Thursday, December 11, 2014


After multiple break ups and reunions, my ever contented, sentimental heart couldn’t tame his thirst for adrenaline and he moved on. I hated myself for not being able to keep up, it was my first real breakup, and it was a doozy. You remember your first breakup don’t you?  The breakup that made you realize all the things you shouldn’t do when you’re heartbroken, only after doing all of them. I listened to sad songs, stalked his facebook profile multiple times a day, looked through all our pictures on my computer, and romanticized all the times he had been inconsiderate. Yeah this breakup was bad, bad like your roommate finds you on the bathroom floor choking on a salty mixture of tears and snot you have been laying in for the last 3 hours kind of breakup.

Looking back now, obviously he wasn’t for me; however he was kind, and the first person to teach me that I was funny, and capable of being in a partnership.

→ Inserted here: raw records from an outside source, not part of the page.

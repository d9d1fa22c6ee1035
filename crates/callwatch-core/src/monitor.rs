// ── Monitor facade ──
//
// Wires the connection manager to the state store and exposes the
// consumer-facing surface. The store lives inside a single dispatcher
// task; feed events and consumer actions both reach it through channels,
// so `AppState` has exactly one writer.

use std::sync::{Arc, Mutex, PoisonError};

use chrono::{DateTime, Utc};
use tokio::sync::{mpsc, oneshot, watch};
use tokio::task::JoinHandle;
use tokio_util::sync::CancellationToken;
use tracing::{debug, info, trace};

use callwatch_api::CallerClient;

use crate::config::FeedConfig;
use crate::connection::{ConnectionManager, FeedEvent};
use crate::error::CoreError;
use crate::filter;
use crate::model::{EmergencyCall, FilterPatch, FilterState, SyncState};
use crate::source::FeedSource;
use crate::store::{Action, AppState, StateStore};
use crate::stream::{CallSnapshot, CallStream};

/// A consumer action plus its completion signal.
struct Command {
    action: Action,
    ack: oneshot::Sender<()>,
}

/// Live view of emergency calls with filtering and selection.
///
/// Readers are synchronous snapshots; actions resolve once the store has
/// applied them.
///
/// ```rust,ignore
/// let monitor = Monitor::connect(FeedConfig::default())?;
/// let mut visible = monitor.subscribe_filtered();
/// while let Some(calls) = visible.changed().await {
///     println!("{} calls ({})", calls.len(), monitor.filter_summary());
/// }
/// ```
pub struct Monitor<S: FeedSource = CallerClient> {
    manager: ConnectionManager<S>,
    state: watch::Receiver<Arc<AppState>>,
    filtered: watch::Receiver<CallSnapshot>,
    commands: mpsc::UnboundedSender<Command>,
    cancel: CancellationToken,
    dispatcher: Mutex<Option<JoinHandle<()>>>,
}

impl Monitor<CallerClient> {
    /// Build an HTTP client for `config` and start monitoring.
    pub fn connect(config: FeedConfig) -> Result<Self, CoreError> {
        let client = config.client()?;
        Ok(Self::start(client, config))
    }
}

impl<S: FeedSource> Monitor<S> {
    /// Start the feed and the dispatcher. Requires a Tokio runtime.
    pub fn start(source: S, config: FeedConfig) -> Self {
        let store = StateStore::new();
        let state = store.subscribe();
        let filtered = store.subscribe_filtered_raw();

        let (feed_tx, feed_rx) = mpsc::unbounded_channel();
        let (commands, command_rx) = mpsc::unbounded_channel();
        let cancel = CancellationToken::new();

        let dispatcher = Dispatcher { store };
        let handle = tokio::spawn(dispatcher.run(feed_rx, command_rx, cancel.clone()));

        let manager = ConnectionManager::new(source, config);
        manager.start(feed_tx);

        Self {
            manager,
            state,
            filtered,
            commands,
            cancel,
            dispatcher: Mutex::new(Some(handle)),
        }
    }

    // ── Readers ──────────────────────────────────────────────────────

    pub fn state(&self) -> Arc<AppState> {
        self.state.borrow().clone()
    }

    /// All calls, in server order.
    pub fn calls(&self) -> CallSnapshot {
        Arc::clone(&self.state.borrow().calls)
    }

    pub fn filtered_calls(&self) -> CallSnapshot {
        self.filtered.borrow().clone()
    }

    /// The selected call, if it is still in the current call list.
    ///
    /// A selection whose call has left the list reads as `None` here while
    /// [`selected_call_id`](Self::selected_call_id) still reports it; the
    /// selection comes back into view if the call reappears.
    pub fn selected_call(&self) -> Option<Arc<EmergencyCall>> {
        self.state.borrow().selected()
    }

    pub fn selected_call_id(&self) -> Option<String> {
        self.state.borrow().selected_call.clone()
    }

    pub fn filters(&self) -> FilterState {
        self.state.borrow().filters.clone()
    }

    pub fn loading(&self) -> bool {
        self.state.borrow().loading
    }

    pub fn error(&self) -> Option<String> {
        self.manager.sync_snapshot().error
    }

    pub fn is_connected(&self) -> bool {
        self.manager.sync_snapshot().connected
    }

    pub fn last_update(&self) -> Option<DateTime<Utc>> {
        self.manager.sync_snapshot().last_update
    }

    pub fn has_active_filters(&self) -> bool {
        filter::has_active_filters(&self.state.borrow().filters)
    }

    pub fn filter_summary(&self) -> String {
        filter::filter_summary(&self.state.borrow().filters)
    }

    // ── Subscriptions ────────────────────────────────────────────────

    pub fn sync_state(&self) -> watch::Receiver<SyncState> {
        self.manager.sync_state()
    }

    pub fn subscribe_state(&self) -> watch::Receiver<Arc<AppState>> {
        self.state.clone()
    }

    pub fn subscribe_filtered(&self) -> CallStream {
        CallStream::new(self.filtered.clone())
    }

    // ── Actions ──────────────────────────────────────────────────────

    pub async fn select_call(&self, call: Option<&EmergencyCall>) -> Result<(), CoreError> {
        self.dispatch(Action::SelectCall(call.map(|c| c.id.clone())))
            .await
    }

    pub async fn select_call_id(&self, id: impl Into<String>) -> Result<(), CoreError> {
        self.dispatch(Action::SelectCall(Some(id.into()))).await
    }

    pub async fn update_filters(&self, patch: FilterPatch) -> Result<(), CoreError> {
        self.dispatch(Action::UpdateFilters(patch)).await
    }

    pub async fn clear_selection(&self) -> Result<(), CoreError> {
        self.dispatch(Action::ClearSelection).await
    }

    pub async fn reset_filters(&self) -> Result<(), CoreError> {
        self.dispatch(Action::ResetFilters).await
    }

    pub fn reconnect(&self) {
        self.manager.reconnect();
    }

    /// Stop the feed and the dispatcher. Later actions fail with
    /// [`CoreError::Shutdown`]; readers keep returning the last state.
    pub async fn shutdown(&self) {
        self.manager.stop();
        self.cancel.cancel();

        let handle = self
            .dispatcher
            .lock()
            .unwrap_or_else(PoisonError::into_inner)
            .take();
        if let Some(handle) = handle {
            let _ = handle.await;
            info!("monitor shut down");
        }
    }

    async fn dispatch(&self, action: Action) -> Result<(), CoreError> {
        let (ack, done) = oneshot::channel();
        self.commands
            .send(Command { action, ack })
            .map_err(|_| CoreError::Shutdown)?;
        done.await.map_err(|_| CoreError::Shutdown)
    }
}

// ── Dispatcher ───────────────────────────────────────────────────────

struct Dispatcher {
    store: StateStore,
}

impl Dispatcher {
    async fn run(
        mut self,
        mut feed: mpsc::UnboundedReceiver<FeedEvent>,
        mut commands: mpsc::UnboundedReceiver<Command>,
        cancel: CancellationToken,
    ) {
        loop {
            tokio::select! {
                biased;
                () = cancel.cancelled() => break,
                Some(command) = commands.recv() => {
                    self.store.apply(command.action);
                    let _ = command.ack.send(());
                }
                Some(event) = feed.recv() => self.handle_feed(event),
                else => break,
            }
        }
        debug!("dispatcher stopped");
    }

    fn handle_feed(&mut self, event: FeedEvent) {
        match event {
            FeedEvent::Updated { calls, seq } => {
                trace!(seq, count = calls.len(), "applying snapshot");
                self.store.set_calls(calls);
            }
            FeedEvent::Error(message) => {
                if self.store.snapshot().loading {
                    debug!(%message, "initial load failed");
                    self.store.set_loading(false);
                }
            }
            FeedEvent::ConnectionChanged(connected) => {
                debug!(connected, "connection changed");
            }
        }
    }
}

We’re still friends to this day and I’m grateful he is happy. It’s amusing that we shared our own universe together for a time and when I look back, that seems like so long ago now, but it was ours and it was unforgettable. 

Sometimes I think about him still, and what we would be like if the universe we shared was still going on today. As nostalgic as this tryst is to envision, woefully I arrived at the insight that our universe would have inevitably burnt out. The sun that was the excitement of us together would have scorched and jostled the natural orbit off balance. I think our world would have turned into a compilation of stunning memories tragically wandering in the dark, pitifully trying to find a small light to return to visibility by its once most adored creators. Every smidgen of the matter that I am is appreciative that the universe we once shared will never be burnt out and darkened with the stale death that is monotony. Our planets will be endlessly static in their beauty, in an everlasting state of excitement, youth and exhilaration. Never would I desire to know the light of the cosmos we shared to have been ruined by the cast shadow of the desperation of alleviating dullness.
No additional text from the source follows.